Tuberkulosis ekstrapulmonal dapat terjadi pada 25-30% anak yang
terinfeksi TB. TB tulang dan sendi terjadi pada 5-10% anak yang terinfeksi,
dan paling banyak terjadi dalam 1 tahun tetapi dapat juga 2-3 tahun kemudian.
TB ginjal biasanya terjadi 5-25 tahun setelah infeksi primer (Sudoyo, 2007).
Tuberkulosis ekstra paru
1. Tuberkulosis Tulang/Sendi
Tuberkulosis tulang / sendi merupakan suatu bentuk infeksi
tuberkulosis ekstrapulmonal yang mengenai tulang atau sendi. Indens
tuberkulosis sendi berkisar 1-7 dari seluruh TB. TB tulang belakang
merupakan kejadian tertinggi diikuti sendi panggul dan sendi lutut pada

TB tulang atau sendi. Umumnya TB tulang atau sendi mengenai satu


tulang atau sendi. TB pada tulang belakang dikenal sebagai spondolitis
tuberkulosis, TB pada panggul disebut koksitis tuberkulosis, sedangkan
pada sendi lutut disebut gonitis tuberkulosis (Rahajoe,2005).
Manifestasi klinis yang ditimbulkan bersifat lambat dan tidak khas
sehingga umumnya didiagnosis sudah dala keadaan lanjut. Selain dijumpai
gejala umum, TB dapat dijumpai gejala spesifik berupa bengkak, kaku,
kemerahan, dan nyeri pada pergerakan.

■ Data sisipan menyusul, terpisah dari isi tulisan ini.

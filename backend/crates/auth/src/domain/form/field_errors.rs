//! Per-field validation messages

use serde::ser::{Serialize, SerializeMap, Serializer};
use std::collections::BTreeMap;

/// Form fields that can carry a validation message
#[derive(Debug, Clone, Copy, PartialEq, Eq, PartialOrd, Ord, Hash)]
pub enum FormField {
    Name,
    Email,
    Password,
    ConfirmPassword,
    Terms,
}

impl FormField {
    /// Key used in JSON bodies and HTML `name` attributes
    pub fn as_str(&self) -> &'static str {
        match self {
            FormField::Name => "name",
            FormField::Email => "email",
            FormField::Password => "password",
            FormField::ConfirmPassword => "confirmPassword",
            FormField::Terms => "terms",
        }
    }
}

impl std::fmt::Display for FormField {
    fn fmt(&self, f: &mut std::fmt::Formatter<'_>) -> std::fmt::Result {
        f.write_str(self.as_str())
    }
}

/// Every failing rule, grouped by field
#[derive(Debug, Clone, Default, PartialEq, Eq)]
pub struct FieldErrors(BTreeMap<FormField, Vec<String>>);

impl FieldErrors {
    pub fn new() -> Self {
        Self::default()
    }

    pub fn add(&mut self, field: FormField, message: impl Into<String>) {
        self.0.entry(field).or_default().push(message.into());
    }

    pub fn is_empty(&self) -> bool {
        self.0.is_empty()
    }

    /// Messages for one field (empty when the field is valid)
    pub fn get(&self, field: FormField) -> &[String] {
        self.0.get(&field).map(Vec::as_slice).unwrap_or(&[])
    }

    pub fn contains(&self, field: FormField) -> bool {
        self.0.contains_key(&field)
    }

    pub fn fields(&self) -> impl Iterator<Item = FormField> + '_ {
        self.0.keys().copied()
    }

    /// `Err(self)` when any field failed
    pub fn into_result(self) -> Result<(), FieldErrors> {
        if self.is_empty() { Ok(()) } else { Err(self) }
    }

    pub fn to_json(&self) -> serde_json::Value {
        serde_json::to_value(self).unwrap_or(serde_json::Value::Null)
    }
}

impl Serialize for FieldErrors {
    fn serialize<S: Serializer>(&self, serializer: S) -> Result<S::Ok, S::Error> {
        let mut map = serializer.serialize_map(Some(self.0.len()))?;
        for (field, messages) in &self.0 {
            map.serialize_entry(field.as_str(), messages)?;
        }
        map.end()
    }
}

#[cfg(test)]
mod tests {
    use super::*;
    use serde_json::json;

    #[test]
    fn test_collects_multiple_messages_per_field() {
        let mut errors = FieldErrors::new();
        errors.add(FormField::Password, "first");
        errors.add(FormField::Password, "second");

        assert_eq!(errors.get(FormField::Password), ["first", "second"]);
        assert!(errors.get(FormField::Email).is_empty());
    }

    #[test]
    fn test_serializes_with_form_keys() {
        let mut errors = FieldErrors::new();
        errors.add(FormField::ConfirmPassword, "Passwords don't match");
        errors.add(FormField::Email, "Invalid email address");

        assert_eq!(
            errors.to_json(),
            json!({
                "email": ["Invalid email address"],
                "confirmPassword": ["Passwords don't match"],
            })
        );
    }

    #[test]
    fn test_into_result() {
        assert!(FieldErrors::new().into_result().is_ok());

        let mut errors = FieldErrors::new();
        errors.add(FormField::Terms, "x");
        assert!(errors.into_result().is_err());
    }
}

Tidak jarang hanya gejala
pembengkakan sendi saja yang dikeluhkan (Rahajoe,2005).
Gejala atau tanda pada TB tulang atau sendi bergantung pada lokasi
kelainan. Kelainan pada tulang belakang disebut gibbus menampakkan
gejala benjolan pada tulang belakang yang umumnya seperti abses tetapi
tidak menunjukkan tanda-tanda peradangan. Warna benjolan sama dengan
sekitarnya, tidak nyeri tekan, dan menimbulkan abses dingin. Apabila
dijumpai kelainan pada sendi panggul biasanya pasien berjalan pincang
dan kesulitan berdiri (Rahajoe,2005).
2. Tuberkulosis Kulit
Tuberkulosis kulit dapat terjadi dalam 2 mekanisme, pertama infeksi
primer atau inokulasi langsung kuman TB di kulit, dan yang kedua TB
pascaprimer salah satunya adalah limfadenitis TB yang pecah ke kulit.
Contoh yang pertama antaralain tuberculous charcre. Sedangkan contoh
kedua adalah skrofuloderma dan lupus vulgaris. Di antara berbagai TB
kulit, secara klinis, skrofuloderma merupakan yang paling khas
(Rahajoe,2005).
Skrofuloderma terjadi akibat penjalaran perkontinuitatum dari kelenjar
getah bening yang terkena TB. Manifestasi klinis skrofuloderma adalah
sama dengan gejala umum TB pada anak. Pada awalnya terdapat
pembesaran kelenjar getah bening yang soliter kemudian melibatkan
kelenjar getah bening disekitarnya (multiple). Lesi awal skrofuloderma
berupa nodul subkutan atau infiltrat subkutan dalam yang keras, berwarna
merah kebiruan dan tidak menimbulkan keluhan. Infiltrat kemudian
meluas / membesar dan menjadi padat kenyal. Lesi kemudian mengalami
pencairan dan menjadi fluktuatif. Kemudian lesi pecah (terbuka ke
permukaan kulit) dan membentuk ulkus berbentuk linear atau serpiginosa.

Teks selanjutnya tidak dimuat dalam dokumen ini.